Lines that include "expected" make up the answer; copy all of them from the data below.

=== SUPPLIED ENTRIES ===
+---+
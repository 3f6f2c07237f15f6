// A1-style cell addresses

use std::fmt;

/// 1-based worksheet coordinates.
#[derive(Debug, Clone, Copy, PartialEq, Eq, Hash, PartialOrd, Ord)]
pub struct CellRef {
    pub row: u32,
    pub col: u32,
}

impl CellRef {
    pub fn new(row: u32, col: u32) -> Self {
        Self { row, col }
    }

    /// Parse "D8" or "aa12". Rejects `$` anchors and anything else.
    pub fn parse(address: &str) -> Option<Self> {
        let address = address.trim();
        let split = address.find(|c: char| c.is_ascii_digit())?;
        let (letters, digits) = address.split_at(split);
        let col = column_index(letters)?;
        if !digits.bytes().all(|b| b.is_ascii_digit()) {
            return None;
        }
        let row: u32 = digits.parse().ok()?;
        if row == 0 {
            return None;
        }
        Some(Self { row, col })
    }
}

impl fmt::Display for CellRef {
    fn fmt(&self, f: &mut fmt::Formatter<'_>) -> fmt::Result {
        write!(f, "{}{}", column_letters(self.col), self.row)
    }
}

/// "A" -> 1, "Z" -> 26, "AA" -> 27.
pub fn column_index(letters: &str) -> Option<u32> {
    if letters.is_empty() || letters.len() > 3 {
        return None;
    }
    let mut col: u32 = 0;
    for ch in letters.chars() {
        if !ch.is_ascii_alphabetic() {
            return None;
        }
        col = col * 26 + (ch.to_ascii_uppercase() as u32 - 'A' as u32 + 1);
    }
    Some(col)
}

/// 1 -> "A", 27 -> "AA".
pub fn column_letters(mut col: u32) -> String {
    let mut out = Vec::new();
    while col > 0 {
        col -= 1;
        out.push(b'A' + (col % 26) as u8);
        col /= 26;
    }
    out.reverse();
    String::from_utf8(out).unwrap_or_default()
}
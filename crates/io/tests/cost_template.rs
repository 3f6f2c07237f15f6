// Cost-structure binding against a workbook built in memory.

use std::io::Cursor;

use calamine::{Data, Reader, Xlsx};
use rust_xlsxwriter::Workbook;

use formulia_config::{CellRef, ExportSettings};
use formulia_engine::QuestionnaireSnapshot;
use formulia_io::{export_cost_structure, export_cost_structure_bytes, ExportError};

const SHEET: &str = "Estructura de costos";

fn cost_template() -> Vec<u8> {
    let mut workbook = Workbook::new();
    let sheet = workbook.add_worksheet();
    sheet.set_name(SHEET).unwrap();
    sheet.write_string(6, 1, "Tema").unwrap();
    sheet.write_string(6, 3, "Horas").unwrap();
    let themes = [
        ("Conciencia fonológica", 10.0),
        ("Lectura en voz alta", 8.0),
        ("Gestión de aula", 6.0),
    ];
    for (i, (label, hours)) in themes.iter().enumerate() {
        let row = 7 + i as u32;
        sheet.write_string(row, 1, *label).unwrap();
        sheet.write_number(row, 3, *hours).unwrap();
        // leftovers from an earlier proposal
        sheet.write_number(row, 4, 99.0).unwrap();
        sheet.write_number(row, 5, 0.5).unwrap();
    }
    sheet.write_string(19, 1, "Tarifa hotel").unwrap();
    sheet.write_string(31, 1, "AIU").unwrap();
    workbook.add_worksheet().set_name("Resumen").unwrap();
    workbook.save_to_buffer().unwrap()
}

fn answers(topics: &str) -> QuestionnaireSnapshot {
    QuestionnaireSnapshot::from_json(&format!(
        r#"{{
            "components": ["Formación"],
            "modalities": {{"Formación": "Presencial"}},
            "strategies": ["Primero"],
            "sites": [
                {{"name": "A", "population": {{"1°": {{"students": 30, "teachers": 0}}}}}},
                {{"name": "B", "population": {{"1°": {{"students": 20, "teachers": 1}}}}}}
            ],
            "topics": {topics},
            "aiu_percent": 10,
            "logistics": {{"transport_cost": 250000, "hotel_rate": 120000, "trips": 3,
                           "travel_hours": 2.5, "snack_unit_price": 4500, "sessions": 3}}
        }}"#
    ))
    .unwrap()
}

fn read_cell(bytes: &[u8], address: &str) -> Option<f64> {
    let cell = CellRef::parse(address).unwrap();
    let mut workbook: Xlsx<_> = Xlsx::new(Cursor::new(bytes)).unwrap();
    let range = workbook.worksheet_range(SHEET).unwrap();
    match range.get_value((cell.row - 1, cell.col - 1)) {
        Some(Data::Float(f)) => Some(*f),
        Some(Data::Int(i)) => Some(*i as f64),
        _ => None,
    }
}

#[test]
fn selected_themes_scale_with_groups() {
    let template = cost_template();
    let snap = answers(r#"["Conciencia fonológica", "Gestión de aula"]"#);
    let export = export_cost_structure_bytes(&template, &snap, &ExportSettings::default()).unwrap();
    let out = &export.bytes;

    // 2 teachers -> 1 group
    assert_eq!(read_cell(out, "D8"), Some(10.0));
    assert_eq!(read_cell(out, "E8"), Some(2.5));
    assert_eq!(read_cell(out, "F8"), Some(0.1));
    assert_eq!(read_cell(out, "D10"), Some(6.0));

    // deselected theme retracted
    assert_eq!(read_cell(out, "D9"), Some(0.0));
    assert_eq!(read_cell(out, "E9"), Some(0.0));
    assert_eq!(read_cell(out, "F9"), Some(0.0));

    assert_eq!(read_cell(out, "C20"), Some(120000.0));
    assert_eq!(read_cell(out, "C21"), Some(250000.0));
    assert_eq!(read_cell(out, "C22"), Some(3.0));
    assert_eq!(read_cell(out, "C23"), Some(3.0));
    assert_eq!(read_cell(out, "C24"), Some(7.5));
    assert_eq!(read_cell(out, "C26"), Some(4500.0));
    // 2 teachers x 1.2 x 3 sessions = 7.2
    assert_eq!(read_cell(out, "C27"), Some(7.0));
    assert_eq!(read_cell(out, "C29"), Some(50.0));
    assert_eq!(read_cell(out, "C30"), Some(2.0));
    assert_eq!(read_cell(out, "C32"), Some(0.1));
    assert_eq!(read_cell(out, "H40"), Some(0.1));

    let selected: Vec<_> = export.themes.iter().filter(|t| t.selected).map(|t| t.label.as_str()).collect();
    assert_eq!(selected, vec!["Conciencia fonológica", "Gestión de aula"]);
}

#[test]
fn labels_and_other_sheets_survive() {
    let template = cost_template();
    let export = export_cost_structure_bytes(&template, &answers("[]"), &ExportSettings::default()).unwrap();
    let mut workbook: Xlsx<_> = Xlsx::new(Cursor::new(export.bytes)).unwrap();
    assert_eq!(workbook.sheet_names(), vec![SHEET.to_string(), "Resumen".to_string()]);
    let range = workbook.worksheet_range(SHEET).unwrap();
    assert_eq!(range.get_value((7, 1)), Some(&Data::String("Conciencia fonológica".into())));
    assert_eq!(range.get_value((19, 1)), Some(&Data::String("Tarifa hotel".into())));
}

#[test]
fn rerun_is_byte_identical() {
    let template = cost_template();
    let snap = answers(r#"["Lectura en voz alta"]"#);
    let settings = ExportSettings::default();
    let first = export_cost_structure_bytes(&template, &snap, &settings).unwrap();
    let second = export_cost_structure_bytes(&template, &snap, &settings).unwrap();
    assert_eq!(first.bytes, second.bytes);
    assert_eq!(first.cells, second.cells);
}

#[test]
fn template_on_disk_is_untouched() {
    let dir = tempfile::tempdir().unwrap();
    let path = dir.path().join("costos.xlsx");
    let template = cost_template();
    std::fs::write(&path, &template).unwrap();

    let snap = answers(r#"["Gestión de aula"]"#);
    let export = export_cost_structure(&path, &snap, &ExportSettings::default()).unwrap();
    assert_eq!(std::fs::read(&path).unwrap(), template);
    assert_ne!(export.bytes, template);
}

#[test]
fn topic_without_row_is_mismatch() {
    let template = cost_template();
    let snap = answers(r#"["Fluidez lectora"]"#);
    let err = export_cost_structure_bytes(&template, &snap, &ExportSettings::default()).unwrap_err();
    assert!(matches!(err, ExportError::TemplateMismatch(ref m) if m.contains("Fluidez lectora")), "{err}");
}

#[test]
fn missing_sheet_is_mismatch() {
    let template = cost_template();
    let mut settings = ExportSettings::default();
    settings.cost.sheet = "Costos 2024".into();
    let err = export_cost_structure_bytes(&template, &answers("[]"), &settings).unwrap_err();
    assert!(matches!(err, ExportError::TemplateMismatch(_)), "{err}");
}

#[test]
fn not_a_workbook_is_mismatch() {
    let err = export_cost_structure_bytes(b"plain text", &answers("[]"), &ExportSettings::default()).unwrap_err();
    assert!(matches!(err, ExportError::TemplateMismatch(_)), "{err}");
}

#[test]
fn selected_themes_without_teachers_need_groups() {
    let template = cost_template();
    let snap = QuestionnaireSnapshot::from_json(
        r#"{"sites": [{"name": "A"}], "topics": ["Gestión de aula"], "aiu_percent": 5}"#,
    )
    .unwrap();
    let err = export_cost_structure_bytes(&template, &snap, &ExportSettings::default()).unwrap_err();
    match err {
        ExportError::MissingAggregate { step, .. } => assert_eq!(step, "group_count"),
        other => panic!("expected MissingAggregate, got {other}"),
    }
}

#[test]
fn unanswered_costs_are_missing_not_zero() {
    let template = cost_template();
    let without = |drop: &str| {
        let mut raw: serde_json::Value = serde_json::from_str(
            r#"{"strategies": ["Primero"],
                "sites": [{"name": "A", "population": {"1°": {"students": 30, "teachers": 2}}}],
                "topics": [],
                "aiu_percent": 10,
                "logistics": {"trips": 1, "sessions": 2}}"#,
        )
        .unwrap();
        raw.as_object_mut().unwrap().remove(drop);
        QuestionnaireSnapshot::from_json(&raw.to_string()).unwrap()
    };

    for (drop, step) in [("logistics", "logistics"), ("aiu_percent", "aiu_percent")] {
        let err = export_cost_structure_bytes(&template, &without(drop), &ExportSettings::default())
            .unwrap_err();
        match err {
            ExportError::MissingAggregate { step: got, .. } => assert_eq!(got, step),
            other => panic!("without {drop}: expected MissingAggregate, got {other}"),
        }
    }
}

#[test]
fn topic_matching_ignores_accented_case() {
    let template = cost_template();
    let snap = answers(r#"["GESTIÓN DE AULA", "conciencia FONOLÓGICA"]"#);
    let export = export_cost_structure_bytes(&template, &snap, &ExportSettings::default()).unwrap();
    assert_eq!(read_cell(&export.bytes, "D8"), Some(10.0));
    assert_eq!(read_cell(&export.bytes, "D10"), Some(6.0));
    assert_eq!(read_cell(&export.bytes, "D9"), Some(0.0));
}

#[test]
fn formula_in_bound_cell_is_rejected() {
    let mut workbook = Workbook::new();
    let sheet = workbook.add_worksheet();
    sheet.set_name(SHEET).unwrap();
    sheet.write_string(7, 1, "Gestión de aula").unwrap();
    sheet.write_number(7, 3, 6.0).unwrap();
    sheet.write_formula(19, 2, "=1+1").unwrap();
    let template = workbook.save_to_buffer().unwrap();

    let err = export_cost_structure_bytes(&template, &answers("[]"), &ExportSettings::default()).unwrap_err();
    assert!(matches!(err, ExportError::TemplateMismatch(ref m) if m.contains("C20")), "{err}");
}

#[test]
fn invalid_answers_fail_before_binding() {
    let err = QuestionnaireSnapshot::from_json(r#"{"sites": [], "aiu_percent": 10}"#).unwrap_err();
    assert!(err.to_string().contains("site"));
}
+---+
=== ANSWER TO THIS TASK ===
        other => panic!("expected MissingAggregate, got {other}"),
            other => panic!("without {drop}: expected MissingAggregate, got {other}"),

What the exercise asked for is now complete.